Polling as November 2020 nears: Will it be more accurate than before November 2016?

IMHO, one reason many sources picked Hillary so overwhelmingly was because the idea of Trump winning ***sounded ***ludicrous to their ears. If it had been any other candidate - say, Romney vs. Hillary, but with the exact same data - they wouldn’t have given Clinton 99%; they would have lowered her odds. But the idea of Trump winning sound like the idea of President Whoopi Goldberg or President Kanye West; unfathomable.
But anyway, I didn’t mean this thread to be another postmortem analysis about 2016; we’ve had many of those - I wanted to ask what the pollsters and analysts will do different this next upcoming time around.

It wasn’t pollsters, again. It was predictors. The ones with sense will rely on the models with proven records, like Nate Silver’s.

Yep, this is why Nate was giving Trump 30% when everyone else was giving him 1%. They were all saying “He would have to win PA, MI, AND WI! What are the odds of that?” He was saying “If he wins PA, he’s probably going to win MI and WI too.”

I’m actually very curious to see how models will change in reaction.

Well, a lot of people are dumb.

Your first link is to a story about a study done by Sam Wang, who was getting a lot of media attention in the last election but is an idiot. The only real problem with this story is the clickbait headline; the story itself explains that other predictors were less optimistic.

No idea what the “HuffPo Model” is, but clearly it sucks.

The third link discusses prediction markets, not polls.

And the fourth is to a student project which commits the basic error EDUB explains in post 15. At least, unlike HuffPo, they explain their methodology clearly enough that it’s easy to see where they went wrong.

The problem is that a lot of the media folks who are reporting the poll results aren’t good at math. I don’t see this significantly improving in the near future, but we can hope.

I think it’s absolutely true that a lot of media coverage was biased due to reporters being unable to imagine that Trump could actually win; Nate Silver had a series of articles about this last year. The New York Times was particularly egregious. But that shouldn’t be an excuse if you’re claiming to be using mathematical models to interpret polling data; the subjective opinion of the person running the models shouldn’t affect those results at all.

None of those are polls. Those are people interpreting polls and trying to guess odds. The fact that polls were way out is a myth.

So established - national polling was actually quite good, with a few critical states being a little off. Many pundits were not good at speculating odds based on the fairly good polling.

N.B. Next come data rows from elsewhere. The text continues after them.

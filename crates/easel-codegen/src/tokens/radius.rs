//! Radius tokens: corner rounding of a reference rectangle.

use serde::Serialize;
use serde_json::json;

use easel_schema::node::Node;

#[derive(Debug, Serialize)]
#[serde(rename_all = "camelCase")]
struct FloatValueToken<'a> {
    value: f64,
    r#type: &'a str,
    unit: Option<&'a str>,
}

#[derive(Debug, Serialize)]
#[serde(rename_all = "camelCase")]
struct RadiusType<'a> {
    value: &'a str,
    r#type: &'a str,
}

#[derive(Debug, Serialize)]
#[serde(rename_all = "camelCase")]
struct Radii<'a> {
    top_left: FloatValueToken<'a>,
    top_right: FloatValueToken<'a>,
    bottom_right: FloatValueToken<'a>,
    bottom_left: FloatValueToken<'a>,
}

#[derive(Debug, Serialize)]
#[serde(rename_all = "camelCase")]
struct RadiusToken<'a> {
    category: &'a str,
    export_key: &'a str,
    radius: Option<FloatValueToken<'a>>,
    radius_type: RadiusType<'a>,
    radii: Radii<'a>,
}

pub(crate) fn as_radius_token(node: &Node) -> Option<serde_json::Value> {
    let corner_radius = node.corner_radius();
    let corner_radii = node.rectangle_corner_radii()?;

    Some(json!(RadiusToken {
        category: "radius",
        export_key: "radius",
        radius_type: RadiusType {
            value: if corner_radius.is_some() {
                "single"
            } else {
                "mixed"
            },
            r#type: "string"
        },
        radii: Radii {
            top_left: FloatValueToken {
                value: corner_radii[0],
                r#type: "number",
                unit: Some("pixel")
            },
            top_right: FloatValueToken {
                value: corner_radii[1],
                r#type: "number",
                unit: Some("pixel")
            },
            bottom_right: FloatValueToken {
                value: corner_radii[2],
                r#type: "number",
                unit: Some("pixel")
            },
            bottom_left: FloatValueToken {
                value: corner_radii[3],
                r#type: "number",
                unit: Some("pixel")
            },
        },
        radius: corner_radius.map(|radius| FloatValueToken {
            value: radius,
            r#type: "number",
            unit: Some("pixel")
        })
    }))
}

Will pundits and talking heads in aggregate do a better job of understanding how to interpret the numbers this time?

FWIW, I think what Nate Silver found in his post-election analysis that the systematic bias in polls is that they tended to underestimate Trump’s strength in states with a larger percentage of white, non-college-educated voters and tended to overestimate Trump’s strength in states with a smaller percentage of white, non-college-educated voters. So, overall, nationwide, it was pretty much of a wash. But, it turned out in the states that mattered, i.e., the battleground states, the proportion of white, non-college-educated voters was higher than for the nation as a whole.

Excellent summary.

Let’s just say my expectations aren’t high. :smiley:

Nate Cohn talks about shy Trump voters (there seem to be few of them now) in this piece:

People are biased. People are blind to their biases. No, I don’t expect that to change any time soon.

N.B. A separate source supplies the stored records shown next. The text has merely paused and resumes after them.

//! Motion tokens: prototyping transition timing and easing.

use serde_json::json;

use easel_schema::{easing::EasingType, node::Node};

pub(crate) fn as_motion_token(node: &Node) -> Option<serde_json::Value> {
    let duration = node.transition_duration()?;
    let easing = node.transition_easing()?;
    Some(json!({
        "category": "motion",
        "exportKey": "motion",
        "type": {
            "value": "scroll_animate",
            "type": "string"
        },
        "duration": {
            "value": duration / 1000.0,
            "type": "number",
            "unit": "s"
        },
        "easing": {
            "value": match easing {
                EasingType::Linear => "linear",
                EasingType::EaseIn => "ease-in",
                EasingType::EaseOut => "ease-out",
                EasingType::EaseInAndOut => "ease-in-out",
                EasingType::EaseInBack => "ease-in-back",
                EasingType::EaseOutBack => "ease-out-back",
                EasingType::EaseInAndOutBack => "ease-in-out-back",
                EasingType::CustomBezier => "custom-cubic-bezier",
                EasingType::Gentle => "gentle",
                EasingType::Quick => "quick",
                EasingType::Bouncy => "bouncy",
                EasingType::Slow => "slow",
                EasingType::CustomSpring => "custom-spring",
            },
            "type": "string"
        },
        "easingFunction": easing_function(easing)
    }))
}

/// Cubic-bezier control points or spring parameters for each easing curve.
fn easing_function(easing: &EasingType) -> serde_json::Value {
    match easing {
        EasingType::Linear => json!({
            "x1": { "value": 0.0, "type": "number" },
            "x2": { "value": 1.0, "type": "number" },
            "y1": { "value": 0.0, "type": "number" },
            "y2": { "value": 1.0, "type": "number" }
        }),
        EasingType::EaseIn => json!({
            "x1": { "value": 0.42, "type": "number" },
            "x2": { "value": 1.0, "type": "number" },
            "y1": { "value": 0.0, "type": "number" },
            "y2": { "value": 1.0, "type": "number" }
        }),
        EasingType::EaseOut => json!({
            "x1": { "value": 0.0, "type": "number" },
            "x2": { "value": 0.58, "type": "number" },
            "y1": { "value": 0.0, "type": "number" },
            "y2": { "value": 1.0, "type": "number" }
        }),
        EasingType::EaseInAndOut => json!({
            "x1": { "value": 0.42, "type": "number" },
            "x2": { "value": 0.58, "type": "number" },
            "y1": { "value": 0.0, "type": "number" },
            "y2": { "value": 1.0, "type": "number" }
        }),
        EasingType::EaseInBack => json!({
            "x1": { "value": 0.3, "type": "number" },
            "x2": { "value": 0.7, "type": "number" },
            "y1": { "value": -0.05, "type": "number" },
            "y2": { "value": -0.5, "type": "number" }
        }),
        EasingType::EaseOutBack => json!({
            "x1": { "value": 0.45, "type": "number" },
            "x2": { "value": 0.8, "type": "number" },
            "y1": { "value": 1.45, "type": "number" },
            "y2": { "value": 1.0, "type": "number" }
        }),
        EasingType::EaseInAndOutBack => json!({
            "x1": { "value": 0.7, "type": "number" },
            "x2": { "value": 0.4, "type": "number" },
            "y1": { "value": -0.4, "type": "number" },
            "y2": { "value": 1.4, "type": "number" }
        }),
        // The API does not expose custom bezier parameters; fall back to
        // the ease-in-out curve.
        EasingType::CustomBezier => json!({
            "x1": { "value": 0.42, "type": "number" },
            "x2": { "value": 0.58, "type": "number" },
            "y1": { "value": 0.0, "type": "number" },
            "y2": { "value": 1.0, "type": "number" }
        }),
        EasingType::Gentle => json!({
            "mass": { "value": 1, "type": "number" },
            "stiffness": { "value": 100, "type": "number" },
            "damping": { "value": 15, "type": "number" }
        }),
        EasingType::Quick => json!({
            "mass": { "value": 1, "type": "number" },
            "stiffness": { "value": 300, "type": "number" },
            "damping": { "value": 20, "type": "number" }
        }),
        EasingType::Bouncy => json!({
            "mass": { "value": 1, "type": "number" },
            "stiffness": { "value": 600, "type": "number" },
            "damping": { "value": 15, "type": "number" }
        }),
        EasingType::Slow => json!({
            "mass": { "value": 1, "type": "number" },
            "stiffness": { "value": 80, "type": "number" },
            "damping": { "value": 20, "type": "number" }
        }),
        // The API does not expose custom spring parameters; fall back to
        // the gentle spring.
        EasingType::CustomSpring => json!({
            "mass": { "value": 1, "type": "number" },
            "stiffness": { "value": 100, "type": "number" },
            "damping": { "value": 15, "type": "number" }
        }),
    }
}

Tangential question about polls: Are they ever subject to being audited by an outside entity? What prevents a survey group from simply fabricating BS polling data? (claiming, “we surveyed 2,765 likely voters in an effective sample size by telephone” when in fact they did no such thing and just spun up BS stuff on the spot). As long as their “data” isn’t too far off from all of the other Gallup polls, who would question it?

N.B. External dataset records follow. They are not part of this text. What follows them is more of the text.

//! Configuration types for Easel generators.
//!
//! This module provides configuration structures that control how tokens
//! are discovered and how the TypeScript artifacts are named. All types
//! implement [`serde::Deserialize`] for flexible loading from external
//! sources.
//!
//! # Overview
//!
//! - [`AppConfig`] - Top-level application configuration combining token and TypeScript settings.
//! - [`TokenConfig`] - Controls the marker and name prefixes of token extraction.
//! - [`TypescriptConfig`] - Controls the identifiers of the generated TypeScript declarations.
//!
//! # Example
//!
//! ```
//! # use easel::config::AppConfig;
//! // Use default configuration
//! let config = AppConfig::default();
//! assert_eq!(config.tokens().marker(), "_tokens");
//! ```

use serde::Deserialize;

use easel_codegen::{PropsOptions, TokenOptions};

/// Top-level application configuration combining token and TypeScript
/// settings.
#[derive(Debug, Clone, Default, Deserialize)]
pub struct AppConfig {
    /// Token extraction section.
    #[serde(default)]
    tokens: TokenConfig,

    /// TypeScript naming section.
    #[serde(default)]
    typescript: TypescriptConfig,
}

impl AppConfig {
    /// Creates a new [`AppConfig`] with the specified token and TypeScript
    /// configurations.
    ///
    /// # Arguments
    ///
    /// * `tokens` - Token discovery settings.
    /// * `typescript` - TypeScript naming settings.
    pub fn new(tokens: TokenConfig, typescript: TypescriptConfig) -> Self {
        Self { tokens, typescript }
    }

    /// Returns the token configuration.
    pub fn tokens(&self) -> &TokenConfig {
        &self.tokens
    }

    /// Returns the TypeScript configuration.
    pub fn typescript(&self) -> &TypescriptConfig {
        &self.typescript
    }
}

/// Token discovery configuration.
///
/// The defaults match the naming conventions the extractor expects in a
/// design file: a `_tokens` page or frame marking the token subtree and
/// category frames named `size/...`, `spacing/...`, and so on.
#[derive(Debug, Clone, Deserialize)]
pub struct TokenConfig {
    /// First name segment of a node that marks its subtree as token
    /// material.
    #[serde(default = "default_marker")]
    marker: String,
    /// Name prefixes of size tokens.
    #[serde(default = "default_size")]
    size: Vec<String>,
    /// Name prefixes of breakpoint tokens.
    #[serde(default = "default_breakpoints")]
    breakpoints: Vec<String>,
    /// Name prefixes of spacing tokens.
    #[serde(default = "default_spacing")]
    spacing: Vec<String>,
    /// Name prefixes of border tokens.
    #[serde(default = "default_border")]
    border: Vec<String>,
    /// Name prefixes of radius tokens.
    #[serde(default = "default_radius")]
    radius: Vec<String>,
    /// Name prefixes of motion tokens.
    #[serde(default = "default_motion")]
    motion: Vec<String>,
    /// Name prefixes of opacity tokens.
    #[serde(default = "default_opacity")]
    opacity: Vec<String>,
}

fn default_marker() -> String {
    "_tokens".to_string()
}

fn names(names: &[&str]) -> Vec<String> {
    names.iter().map(|n| n.to_string()).collect()
}

fn default_size() -> Vec<String> {
    names(&["size", "sizes"])
}

fn default_breakpoints() -> Vec<String> {
    names(&["breakpoints"])
}

fn default_spacing() -> Vec<String> {
    names(&["spacing"])
}

fn default_border() -> Vec<String> {
    names(&["borders", "border"])
}

fn default_radius() -> Vec<String> {
    names(&["radius", "radii"])
}

fn default_motion() -> Vec<String> {
    names(&["motion"])
}

fn default_opacity() -> Vec<String> {
    names(&["opacities", "opacity"])
}

impl Default for TokenConfig {
    fn default() -> Self {
        Self {
            marker: default_marker(),
            size: default_size(),
            breakpoints: default_breakpoints(),
            spacing: default_spacing(),
            border: default_border(),
            radius: default_radius(),
            motion: default_motion(),
            opacity: default_opacity(),
        }
    }
}

impl TokenConfig {
    /// Returns the marker name that opts a subtree into token extraction.
    pub fn marker(&self) -> &str {
        &self.marker
    }

    /// Builds the generator options for this configuration.
    pub fn to_options(&self) -> TokenOptions {
        TokenOptions {
            marker: self.marker.clone(),
            size: self.size.clone(),
            breakpoints: self.breakpoints.clone(),
            spacing: self.spacing.clone(),
            border: self.border.clone(),
            radius: self.radius.clone(),
            motion: self.motion.clone(),
            opacity: self.opacity.clone(),
        }
    }
}

/// TypeScript naming configuration for generated declarations.
#[derive(Debug, Clone, Deserialize)]
pub struct TypescriptConfig {
    /// Suffix of the constant identifier derived from the file name.
    #[serde(default = "default_const_suffix")]
    const_suffix: String,
    /// Suffix of the interface identifier derived from the file name.
    #[serde(default = "default_types_suffix")]
    types_suffix: String,
}

fn default_const_suffix() -> String {
    "Consts".to_string()
}

fn default_types_suffix() -> String {
    "Types".to_string()
}

impl Default for TypescriptConfig {
    fn default() -> Self {
        Self {
            const_suffix: default_const_suffix(),
            types_suffix: default_types_suffix(),
        }
    }
}

impl TypescriptConfig {
    /// Returns the constant identifier suffix.
    pub fn const_suffix(&self) -> &str {
        &self.const_suffix
    }

    /// Returns the interface identifier suffix.
    pub fn types_suffix(&self) -> &str {
        &self.types_suffix
    }

    /// Builds the generator options for this configuration.
    pub fn to_options(&self) -> PropsOptions {
        PropsOptions {
            const_suffix: self.const_suffix.clone(),
            types_suffix: self.types_suffix.clone(),
        }
    }
}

What would be the point in making up a bunch of data if they’re just going to match what everyone else is saying?

Some anecdotes (both 538 as source) …

Research 2000.

More broadly about the problem of fake polls.

Save trouble and energy, money and resources - and also have the opportunity to further skew things in favor of or against someone.

Nate Silver rates polling outfits based on history, methodology, and transparency. If a brand new poll came about with no history, methodology, or transparency, he’d likely pay it very little attention and give it an F rating.